Go line by line through the entries and show those that hold the string "ClientRecord".

=== Begin Enclosure ===

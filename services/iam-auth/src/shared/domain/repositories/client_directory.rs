use async_trait::async_trait;
use warden_errors::AppResult;

use crate::shared::domain::entities::ClientRecord;

#[async_trait]
pub trait ClientDirectory: Send + Sync {
    async fn find_by_client_id(&self, client_id: &str) -> AppResult<Option<ClientRecord>>;
}
use serde::{Deserialize, Serialize};
use warden_common::{TenantId, UserId};

/// Returned to the caller after a successful login
#[derive(Debug, Clone, PartialEq, Eq, Serialize, Deserialize)]
#[serde(rename_all = "camelCase")]
pub struct LoginResult {
    pub access_token: String,
    /// Seconds until expiry, `-1` for a non-expiring token.
    pub expire_in: i64,
    pub client_id: String,
    pub tenant_id: TenantId,
    pub user_id: UserId,
}
mod session_lifecycle;

pub use session_lifecycle::*;
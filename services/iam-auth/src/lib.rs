//! IAM Auth Service Library
//!
//! Multi-tenant authentication and session lifecycle:
//! - `shared`: user/tenant/client records, directory ports, request metadata, geo-IP
//! - `auth`: tenant validation, login throttling, grant-type strategies, tokens,
//!   online-session registry, lifecycle hooks and the asynchronous login audit
//! - `bootstrap`: wiring of the above from `AppConfig`

pub mod auth;
pub mod bootstrap;
pub mod error;
pub mod infrastructure;
pub mod shared;

pub use bootstrap::{AuthModule, Collaborators};
pub use error::AuthError;
//! Task-local tenant context
//!
//! The current tenant is carried as a task-local value instead of a process global,
//! so concurrent requests acting as different tenants never observe each other.
//! `with_tenant` scopes a future to a tenant and restores the outer value when the
//! future completes, returns an error or is dropped.

use std::future::Future;

use crate::types::TenantId;

tokio::task_local! {
    static CURRENT_TENANT: TenantId;
}

/// Tenant of the enclosing `with_tenant` scope, if any.
pub fn current_tenant() -> Option<TenantId> {
    CURRENT_TENANT.try_with(|tenant| tenant.clone()).ok()
}

/// Run `fut` acting as `tenant`.
pub async fn with_tenant<F>(tenant: TenantId, fut: F) -> F::Output
where
    F: Future,
{
    CURRENT_TENANT.scope(tenant, fut).await
}
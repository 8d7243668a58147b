use std::sync::Arc;

use async_trait::async_trait;
use parking_lot::Mutex;
use tracing::info;
use warden_errors::AppResult;

use crate::auth::domain::events::{AuditKind, AuditRecord, AuditSink};

/// Writes every record to the log; the default when no store is configured.
#[derive(Debug, Default, Clone)]
pub struct LoggingAuditSink;

#[async_trait]
impl AuditSink for LoggingAuditSink {
    async fn append(&self, record: AuditRecord) -> AppResult<()> {
        info!(
            tenant_id = %record.tenant_id,
            username = %record.username,
            kind = record.kind.as_str(),
            status = record.status.as_str(),
            ipaddr = %record.ipaddr,
            client_key = %record.client_key,
            "Audit record appended"
        );
        Ok(())
    }
}

/// Keeps records in memory.
#[derive(Debug, Default, Clone)]
pub struct InMemoryAuditSink {
    records: Arc<Mutex<Vec<AuditRecord>>>,
}

impl InMemoryAuditSink {
    pub fn new() -> Self {
        Self::default()
    }

    pub fn records(&self) -> Vec<AuditRecord> {
        self.records.lock().clone()
    }

    pub fn count_of(&self, kind: AuditKind) -> usize {
        self.records.lock().iter().filter(|r| r.kind == kind).count()
    }
}

#[async_trait]
impl AuditSink for InMemoryAuditSink {
    async fn append(&self, record: AuditRecord) -> AppResult<()> {
        self.records.lock().push(record);
        Ok(())
    }
}

/// Appends to every inner sink in order; the first failure is returned after
/// all sinks were tried.
pub struct BroadcastAuditSink {
    sinks: Vec<Arc<dyn AuditSink>>,
}

impl BroadcastAuditSink {
    pub fn new(sinks: Vec<Arc<dyn AuditSink>>) -> Self {
        Self { sinks }
    }
}

#[async_trait]
impl AuditSink for BroadcastAuditSink {
    async fn append(&self, record: AuditRecord) -> AppResult<()> {
        let mut first_error = None;
        for sink in &self.sinks {
            if let Err(e) = sink.append(record.clone()).await {
                first_error.get_or_insert(e);
            }
        }
        match first_error {
            Some(e) => Err(e),
            None => Ok(()),
        }
    }
}
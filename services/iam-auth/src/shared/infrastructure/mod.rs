pub mod geo;
pub mod persistence;
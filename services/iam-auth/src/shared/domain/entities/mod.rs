//! Records read from the owning components

mod client;
mod organization;
mod tenant;
mod user;

pub use client::*;
pub use organization::*;
pub use tenant::*;
pub use user::*;

use serde::{Deserialize, Serialize};

/// Status flag shared by tenants, clients and users.
#[derive(Debug, Clone, Copy, PartialEq, Eq, Default, Serialize, Deserialize)]
#[serde(rename_all = "snake_case")]
pub enum RecordStatus {
    #[default]
    Normal,
    Disabled,
}

impl RecordStatus {
    pub fn is_normal(&self) -> bool {
        matches!(self, Self::Normal)
    }
}
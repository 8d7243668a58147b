//! Password hashing

use argon2::{
    Argon2,
    password_hash::{PasswordHash, PasswordHasher, PasswordVerifier, SaltString, rand_core::OsRng},
};
use tracing::warn;
use warden_errors::{AppError, AppResult};

pub struct PasswordService;

impl PasswordService {
    /// Argon2id PHC string with a random salt.
    pub fn hash_password(password: &str) -> AppResult<String> {
        let salt = SaltString::generate(&mut OsRng);
        Argon2::default()
            .hash_password(password.as_bytes(), &salt)
            .map(|hash| hash.to_string())
            .map_err(|e| AppError::internal(format!("Password hashing failed: {}", e)))
    }

    /// A malformed stored hash never matches.
    pub fn verify_password(password: &str, hash: &str) -> bool {
        match PasswordHash::new(hash) {
            Ok(parsed) => Argon2::default()
                .verify_password(password.as_bytes(), &parsed)
                .is_ok(),
            Err(e) => {
                warn!(error = %e, "Stored password hash is malformed");
                false
            }
        }
    }
}
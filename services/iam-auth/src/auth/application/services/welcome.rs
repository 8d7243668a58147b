//! Deferred welcome message after login

use std::sync::Arc;
use std::time::Duration;

use async_trait::async_trait;
use chrono::{Local, Timelike};
use tracing::{info, warn};
use warden_common::UserId;
use warden_config::WelcomeConfig;
use warden_errors::AppResult;

/// Pushes a short message to the user's open sessions.
#[async_trait]
pub trait WelcomeNotifier: Send + Sync {
    async fn notify(&self, user_ids: &[UserId], message: &str) -> AppResult<()>;
}

#[derive(Debug, Default, Clone)]
pub struct LoggingWelcomeNotifier;

#[async_trait]
impl WelcomeNotifier for LoggingWelcomeNotifier {
    async fn notify(&self, user_ids: &[UserId], message: &str) -> AppResult<()> {
        info!(?user_ids, message, "Welcome message");
        Ok(())
    }
}

/// Salutation for the hour of day (0-23).
pub fn greeting_for_hour(hour: u32) -> &'static str {
    match hour {
        0..=11 => "Good morning",
        12..=13 => "Good noon",
        14..=17 => "Good afternoon",
        _ => "Good evening",
    }
}

pub struct WelcomeScheduler {
    notifier: Arc<dyn WelcomeNotifier>,
    enabled: bool,
    delay: Duration,
    product_title: String,
}

impl WelcomeScheduler {
    pub fn new(notifier: Arc<dyn WelcomeNotifier>, config: &WelcomeConfig) -> Self {
        Self {
            notifier,
            enabled: config.enabled,
            delay: config.delay(),
            product_title: config.product_title.clone(),
        }
    }

    pub fn message_for_hour(&self, hour: u32) -> String {
        format!("{}, welcome to {}", greeting_for_hour(hour), self.product_title)
    }

    /// Fire and forget; failures are only logged.
    pub fn schedule(&self, user_id: UserId) {
        if !self.enabled {
            return;
        }
        let notifier = self.notifier.clone();
        let delay = self.delay;
        let message = self.message_for_hour(Local::now().hour());
        tokio::spawn(async move {
            tokio::time::sleep(delay).await;
            if let Err(e) = notifier.notify(&[user_id], &message).await {
                warn!(user_id = %user_id, error = %e, "Failed to send welcome message");
            }
        });
    }
}
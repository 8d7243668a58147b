//! warden-adapter-redis - Redis adapter

mod cache;
mod connection;

pub use cache::*;
pub use connection::*;
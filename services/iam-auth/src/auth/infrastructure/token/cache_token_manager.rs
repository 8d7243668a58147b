//! Opaque bearer tokens kept in the shared cache
//!
//! `global:auth_token:{token}` holds the token state and expires with the
//! token. `global:login_token:{login_id}:{device}` points at the newest token of
//! a login id on one device type and is used to replace it when concurrent
//! logins are disabled.

use std::sync::Arc;

use async_trait::async_trait;
use serde::{Deserialize, Serialize};
use tokio::time::Instant;
use tracing::{debug, info};
use uuid::Uuid;
use warden_errors::{AppError, AppResult};
use warden_ports::{CacheExt, CachePort, KeyTtl};

use crate::auth::domain::cache_keys;
use crate::auth::domain::token::{
    IssuedToken, LifecycleEvent, LoginParameter, TokenContext, TokenExtras, TokenListener,
    TokenManager,
};
use crate::shared::domain::value_objects::{RequestMeta, TokenTimeout};

#[derive(Debug, Clone, Serialize, Deserialize)]
struct TokenRecord {
    login_id: String,
    device_type: String,
    timeout: TokenTimeout,
    extras: TokenExtras,
}

impl TokenRecord {
    fn context(&self, token: &str, request: Option<RequestMeta>) -> TokenContext {
        TokenContext {
            token: token.to_string(),
            login_id: self.login_id.clone(),
            extras: self.extras.clone(),
            timeout: self.timeout,
            expires_at: None,
            request,
        }
    }

    /// Context for an event that just wrote the token with a fresh TTL.
    fn written_context(
        &self,
        token: &str,
        written_at: Instant,
        request: Option<RequestMeta>,
    ) -> TokenContext {
        TokenContext {
            expires_at: self.timeout.as_duration().map(|ttl| written_at + ttl),
            ..self.context(token, request)
        }
    }
}

pub struct CacheTokenManager {
    cache: Arc<dyn CachePort>,
    listener: Arc<dyn TokenListener>,
    is_concurrent: bool,
}

impl CacheTokenManager {
    pub fn new(cache: Arc<dyn CachePort>, listener: Arc<dyn TokenListener>) -> Self {
        Self {
            cache,
            listener,
            is_concurrent: true,
        }
    }

    /// With `false`, a new login on the same device type replaces the previous token.
    pub fn with_concurrent(mut self, is_concurrent: bool) -> Self {
        self.is_concurrent = is_concurrent;
        self
    }

    fn new_token() -> String {
        Uuid::new_v4().simple().to_string()
    }

    async fn load(&self, token: &str) -> AppResult<Option<TokenRecord>> {
        self.cache.get_json(&cache_keys::access_token(token)).await
    }

    async fn load_valid(&self, token: &str) -> AppResult<TokenRecord> {
        self.load(token)
            .await?
            .ok_or_else(|| AppError::unauthenticated("Token is invalid or has expired"))
    }

    /// Delete the token state, and the device index if it still points here.
    async fn invalidate(&self, token: &str, record: &TokenRecord) -> AppResult<()> {
        self.cache.delete(&cache_keys::access_token(token)).await?;

        let index = cache_keys::login_token(&record.login_id, &record.device_type);
        if self.cache.get(&index).await?.as_deref() == Some(token) {
            self.cache.delete(&index).await?;
        }
        Ok(())
    }

    async fn replace_previous(&self, login_id: &str, device_type: &str) -> AppResult<()> {
        let index = cache_keys::login_token(login_id, device_type);
        let Some(previous) = self.cache.get(&index).await? else {
            return Ok(());
        };
        let Some(record) = self.load(&previous).await? else {
            return Ok(());
        };

        self.cache.delete(&cache_keys::access_token(&previous)).await?;
        info!(login_id, device_type, "Previous token replaced by new login");
        self.listener
            .on_event(LifecycleEvent::Replaced(record.context(&previous, None)))
            .await;
        Ok(())
    }
}

#[async_trait]
impl TokenManager for CacheTokenManager {
    async fn login(&self, login_id: &str, parameter: LoginParameter) -> AppResult<IssuedToken> {
        if !self.is_concurrent {
            self.replace_previous(login_id, &parameter.device_type).await?;
        }

        let token = Self::new_token();
        let record = TokenRecord {
            login_id: login_id.to_string(),
            device_type: parameter.device_type.clone(),
            timeout: parameter.timeout,
            extras: parameter.extras,
        };
        let ttl = record.timeout.as_duration();

        // Taken before the write so the deadline never lies past the key's expiry.
        let written_at = Instant::now();
        self.cache
            .set_json(&cache_keys::access_token(&token), &record, ttl)
            .await?;
        self.cache
            .set(
                &cache_keys::login_token(login_id, &record.device_type),
                &token,
                ttl,
            )
            .await?;
        debug!(login_id, device_type = %record.device_type, "Token issued");

        self.listener
            .on_event(LifecycleEvent::Login(record.written_context(
                &token,
                written_at,
                Some(parameter.request),
            )))
            .await;

        Ok(IssuedToken {
            access_token: token,
            expire_in: record.timeout.as_secs(),
        })
    }

    async fn logout(&self, token: &str) -> AppResult<()> {
        let record = self.load_valid(token).await?;
        self.invalidate(token, &record).await?;
        self.listener
            .on_event(LifecycleEvent::Logout(record.context(token, None)))
            .await;
        Ok(())
    }

    async fn kickout(&self, token: &str) -> AppResult<()> {
        let record = self.load_valid(token).await?;
        self.invalidate(token, &record).await?;
        info!(login_id = %record.login_id, "Token kicked out");
        self.listener
            .on_event(LifecycleEvent::Kickout(record.context(token, None)))
            .await;
        Ok(())
    }

    async fn renew(&self, token: &str, timeout: TokenTimeout) -> AppResult<()> {
        let mut record = self.load_valid(token).await?;
        record.timeout = timeout;
        let written_at = Instant::now();
        self.cache
            .set_json(&cache_keys::access_token(token), &record, timeout.as_duration())
            .await?;
        self.listener
            .on_event(LifecycleEvent::Renewed {
                context: record.written_context(token, written_at, None),
                timeout,
            })
            .await;
        Ok(())
    }

    async fn extras(&self, token: &str) -> AppResult<Option<TokenExtras>> {
        Ok(self.load(token).await?.map(|record| record.extras))
    }

    async fn remaining(&self, token: &str) -> AppResult<KeyTtl> {
        self.cache.ttl(&cache_keys::access_token(token)).await
    }
}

=== End Enclosure ===

◆ Reply to the task
use crate::shared::domain::entities::ClientRecord;
    async fn find_by_client_id(&self, client_id: &str) -> AppResult<Option<ClientRecord>>;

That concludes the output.